Taraviriicota’nın , araştırmacıların uzun süredir aradığı RNA virüslerinin evrimindeki eksik halka olabileceğine ve RNA virüslerinin, çoğalma biçimleri bakımından birbirinden ayrılan iki farklı dalını birbirine bağlayabileceğine inanılıyor.
Bu yeni diziler, bilim adamlarının yalnızca RNA virüslerinin evrimsel tarihini değil, aynı zamanda Dünya’daki erken yaşamın evrimini de daha iyi anlamalarına yardımcı oluyor.
Hayati rolleri var
COVID-19 pandemisinin gösterdiği gibi, RNA virüsleri ölümcül hastalıklara neden olabilir. Ancak RNA virüsleri aynı zamanda ekosistemlerde hayati bir rol oynar çünkü ortamları ve gıda ağlarını kimyasal düzeyde etkileyen mikroplar da dahil olmak üzere çok çeşitli organizmaları enfekte edebilirler .
Bu RNA virüslerinin dünyanın neresinde yaşadığının haritasını çıkarmak, gezegenimizi yöneten birçok ekolojik süreci yöneten organizmaları nasıl etkilediklerini netleştirmeye yardımcı olabilir. Çalışmamız ayrıca, genetik veri tabanları büyüdükçe araştırmacıların yeni virüsleri kataloglamasına yardımcı olabilecek gelişmiş araçlar da sağlıyor.
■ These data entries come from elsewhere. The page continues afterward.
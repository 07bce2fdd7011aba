//! Scripted in-memory database engine and assistant for integration tests
//!
//! Both mocks share their state through `Arc<Mutex<_>>`, so a test can hand
//! a clone to the code under test and inspect counters afterwards.

#![allow(dead_code)]

use std::collections::HashSet;
use std::sync::{Arc, Mutex, MutexGuard};

use nlquery::engine::{ColumnDescriptor, Connection, DatabaseEngine, QueryResult};
use nlquery::error::{NlQueryError, Result};
use nlquery::Assistant;

// ============================================================================
// Mock Database Engine
// ============================================================================

/// A table known to the mock catalog
#[derive(Debug, Clone)]
pub struct MockTable {
    pub schema: String,
    pub name: String,
    pub columns: Vec<ColumnDescriptor>,
}

#[derive(Debug, Default)]
pub struct MockState {
    pub schemas: Vec<String>,
    pub tables: Vec<MockTable>,
    /// Tables whose column lookup fails
    pub failing_tables: HashSet<String>,
    pub fail_connect: bool,
    pub fail_catalog: bool,
    pub fail_rollback: bool,
    /// Result returned by `run` for SQL that does not contain "fail"
    pub next_result: Option<QueryResult>,

    pub connects: usize,
    pub closes: usize,
    pub begins: usize,
    pub commits: usize,
    pub rollbacks: usize,
    pub executed: Vec<String>,
}

#[derive(Debug, Clone, Default)]
pub struct MockEngine {
    state: Arc<Mutex<MockState>>,
}

impl MockEngine {
    pub fn new() -> Self {
        Self::default()
    }

    /// `public` with `users(id integer not null, name varchar(50))` and `orders(id integer not null)`
    pub fn shop() -> Self {
        let engine = Self::new();
        {
            let mut state = engine.state();
            state.schemas = vec!["public".to_string(), "sales".to_string()];
            state.tables = vec![
                MockTable {
                    schema: "public".to_string(),
                    name: "users".to_string(),
                    columns: vec![
                        ColumnDescriptor::new("id", "integer").not_null(),
                        ColumnDescriptor::new("name", "character varying").with_max_length(50),
                    ],
                },
                MockTable {
                    schema: "public".to_string(),
                    name: "orders".to_string(),
                    columns: vec![ColumnDescriptor::new("id", "integer").not_null()],
                },
            ];
        }
        engine
    }

    pub fn state(&self) -> MutexGuard<'_, MockState> {
        self.state.lock().unwrap()
    }

    pub fn set_result(&self, result: QueryResult) {
        self.state().next_result = Some(result);
    }
}

impl DatabaseEngine for MockEngine {
    type Connection = MockConnection;

    async fn connect(&self) -> Result<MockConnection> {
        let mut state = self.state();
        if state.fail_connect {
            return Err(NlQueryError::connection_failed("mock database is down"));
        }
        state.connects += 1;
        Ok(MockConnection { state: Arc::clone(&self.state) })
    }
}

pub struct MockConnection {
    state: Arc<Mutex<MockState>>,
}

impl MockConnection {
    fn state(&self) -> MutexGuard<'_, MockState> {
        self.state.lock().unwrap()
    }
}

impl Connection for MockConnection {
    async fn list_schemas(&mut self) -> Result<Vec<String>> {
        let state = self.state();
        if state.fail_catalog {
            return Err(NlQueryError::catalog_failed("permission denied for schema listing"));
        }
        Ok(state.schemas.clone())
    }

    async fn list_tables(&mut self, schema: &str) -> Result<Vec<String>> {
        let state = self.state();
        if state.fail_catalog {
            return Err(NlQueryError::catalog_failed("permission denied for table listing"));
        }
        Ok(state.tables.iter().filter(|t| t.schema == schema).map(|t| t.name.clone()).collect())
    }

    async fn list_columns(&mut self, schema: &str, table: &str) -> Result<Vec<ColumnDescriptor>> {
        let state = self.state();
        if state.failing_tables.contains(table) {
            return Err(NlQueryError::catalog_failed(format!("permission denied for table {table}")));
        }
        Ok(state
            .tables
            .iter()
            .find(|t| t.schema == schema && t.name == table)
            .map(|t| t.columns.clone())
            .unwrap_or_default())
    }

    async fn begin(&mut self) -> Result<()> {
        self.state().begins += 1;
        Ok(())
    }

    async fn run(&mut self, sql: &str) -> Result<QueryResult> {
        let mut state = self.state();
        state.executed.push(sql.to_string());
        if sql.contains("fail") {
            return Err(NlQueryError::query_failed("syntax error at or near \"fail\""));
        }
        Ok(state
            .next_result
            .clone()
            .unwrap_or(QueryResult::Rows { columns: vec!["?column?".to_string()], rows: vec![] }))
    }

    async fn commit(&mut self) -> Result<()> {
        self.state().commits += 1;
        Ok(())
    }

    async fn rollback(&mut self) -> Result<()> {
        let mut state = self.state();
        state.rollbacks += 1;
        if state.fail_rollback {
            return Err(NlQueryError::query_failed("connection lost during rollback"));
        }
        Ok(())
    }

    async fn close(self) {
        self.state().closes += 1;
    }
}

// ============================================================================
// Mock Assistant
// ============================================================================

/// One recorded completion request
#[derive(Debug, Clone)]
pub struct AssistantCall {
    pub system_context: String,
    pub prompt: String,
}

#[derive(Debug, Clone, Default)]
pub struct MockAssistant {
    reply: Arc<Mutex<Option<String>>>,
    calls: Arc<Mutex<Vec<AssistantCall>>>,
}

impl MockAssistant {
    /// Assistant that always answers `reply`
    pub fn replying(reply: &str) -> Self {
        let assistant = Self::default();
        assistant.set_reply(Some(reply));
        assistant
    }

    /// Assistant whose provider is unreachable
    pub fn failing() -> Self {
        Self::default()
    }

    pub fn set_reply(&self, reply: Option<&str>) {
        *self.reply.lock().unwrap() = reply.map(str::to_string);
    }

    pub fn calls(&self) -> Vec<AssistantCall> {
        self.calls.lock().unwrap().clone()
    }
}

impl Assistant for MockAssistant {
    async fn complete(&self, system_context: &str, prompt: &str) -> Result<String> {
        self.calls.lock().unwrap().push(AssistantCall {
            system_context: system_context.to_string(),
            prompt: prompt.to_string(),
        });

        self.reply
            .lock()
            .unwrap()
            .clone()
            .ok_or_else(|| NlQueryError::assistant_failed("mock provider unreachable"))
    }
}
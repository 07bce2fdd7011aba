//! Mutable per-process session state

use crate::catalog::qualify;

/// State carried between lines of one interactive session
#[derive(Debug, Clone, Default, PartialEq, Eq)]
pub struct SessionContext {
    current_schema: Option<String>,
    last_query: Option<String>,
    known_tables: Vec<String>,
}

impl SessionContext {
    /// Empty context: no schema, no query, no tables
    #[must_use]
    pub fn new() -> Self {
        Self::default()
    }

    /// Currently selected schema
    #[must_use]
    pub fn current_schema(&self) -> Option<&str> {
        self.current_schema.as_deref()
    }

    /// SQL extracted from the last assistant reply
    #[must_use]
    pub fn last_query(&self) -> Option<&str> {
        self.last_query.as_deref()
    }

    /// Qualified `schema.table` names from the last table listing
    #[must_use]
    pub fn known_tables(&self) -> &[String] {
        &self.known_tables
    }

    /// Comma-joined table list injected into assistant prompts
    #[must_use]
    pub fn known_tables_context(&self) -> String {
        self.known_tables.join(",")
    }

    /// Select `schema`; the table cache belongs to the previous schema and is dropped
    pub(crate) fn select_schema(&mut self, schema: impl Into<String>) {
        self.current_schema = Some(schema.into());
        self.known_tables.clear();
    }

    pub(crate) fn remember_tables(&mut self, schema: &str, tables: &[String]) {
        self.known_tables = qualify(schema, tables);
    }

    pub(crate) fn set_last_query(&mut self, sql: Option<String>) {
        self.last_query = sql;
    }

    /// Reset schema, table cache and pending query together
    pub(crate) fn clear(&mut self) {
        *self = Self::default();
    }
}
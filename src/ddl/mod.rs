//! DDL Synthesizer
//!
//! Renders `CREATE TABLE` statements from catalog column metadata.
//!
//! Types and default expressions are copied from the catalog verbatim. The
//! output is only meaningful for the database family the metadata came from.

use std::fmt;

use crate::catalog::{Catalog, TableColumns};
use crate::engine::{ColumnDescriptor, DatabaseEngine};
use crate::error::Result;

/// `CREATE TABLE` text for every table of one schema
#[derive(Debug, Clone, PartialEq, Eq)]
pub struct DdlDocument {
    /// Schema the document describes
    pub schema: String,

    /// Table names in catalog order
    pub tables: Vec<String>,

    /// One entry per table: a statement or a placeholder comment
    pub statements: Vec<String>,
}

impl DdlDocument {
    /// Whether the schema had no tables
    #[must_use]
    pub fn is_empty(&self) -> bool {
        self.statements.is_empty()
    }
}

impl fmt::Display for DdlDocument {
    fn fmt(&self, f: &mut fmt::Formatter<'_>) -> fmt::Result {
        if self.statements.is_empty() {
            return write!(f, "-- No tables found in schema '{}'.", self.schema);
        }
        f.write_str(&self.statements.join("\n\n"))
    }
}

/// Synthesize the DDL of every table in `schema`
pub async fn synthesize_ddl<E: DatabaseEngine>(catalog: &Catalog<'_, E>, schema: &str) -> Result<DdlDocument> {
    let tables = catalog.describe_schema(schema).await?;
    Ok(render_ddl(schema, &tables))
}

/// Render a document from already-read table metadata
#[must_use]
pub fn render_ddl(schema: &str, tables: &[TableColumns]) -> DdlDocument {
    let statements = tables
        .iter()
        .map(|entry| match &entry.columns {
            Ok(columns) if !columns.is_empty() => render_create_table(schema, &entry.table, columns),
            _ => format!("-- Could not retrieve columns for table {schema}.{}", entry.table),
        })
        .collect();

    DdlDocument {
        schema: schema.to_string(),
        tables: tables.iter().map(|entry| entry.table.clone()).collect(),
        statements,
    }
}

/// Render one `CREATE TABLE` statement, columns in the given order
#[must_use]
pub fn render_create_table(schema: &str, table: &str, columns: &[ColumnDescriptor]) -> String {
    let lines: Vec<String> = columns.iter().map(|col| format!("    {}", render_column(col))).collect();
    format!("CREATE TABLE {schema}.{table} (\n{}\n);", lines.join(",\n"))
}

fn render_column(col: &ColumnDescriptor) -> String {
    let mut line = format!("{} {}", col.name, col.data_type);
    if let Some(max_length) = col.max_length {
        line.push_str(&format!("({max_length})"));
    }
    if !col.nullable {
        line.push_str(" NOT NULL");
    }
    if let Some(default) = &col.default {
        line.push_str(" DEFAULT ");
        line.push_str(default);
    }
    line
}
Pek çok yeni RNA virüsü tanımlamasına rağmen, hangi organizmaları enfekte ettiklerini saptamak hala zor. Araştırmacılar ayrıca kısmen genetik karmaşıklıkları ve teknolojik sınırlamaları nedeniyle çoğunlukla tamamlanmamış RNA virüsü genomlarının parçalarıyla sınırlıdır .
Sonraki adımlar, ne tür genlerin eksik olabileceğini ve zaman içinde nasıl değiştiklerini bulmak olacaktır. Bu genleri ortaya çıkarmak, bilim adamlarının bu virüslerin nasıl çalıştığını daha iyi anlamalarına yardımcı olabilir.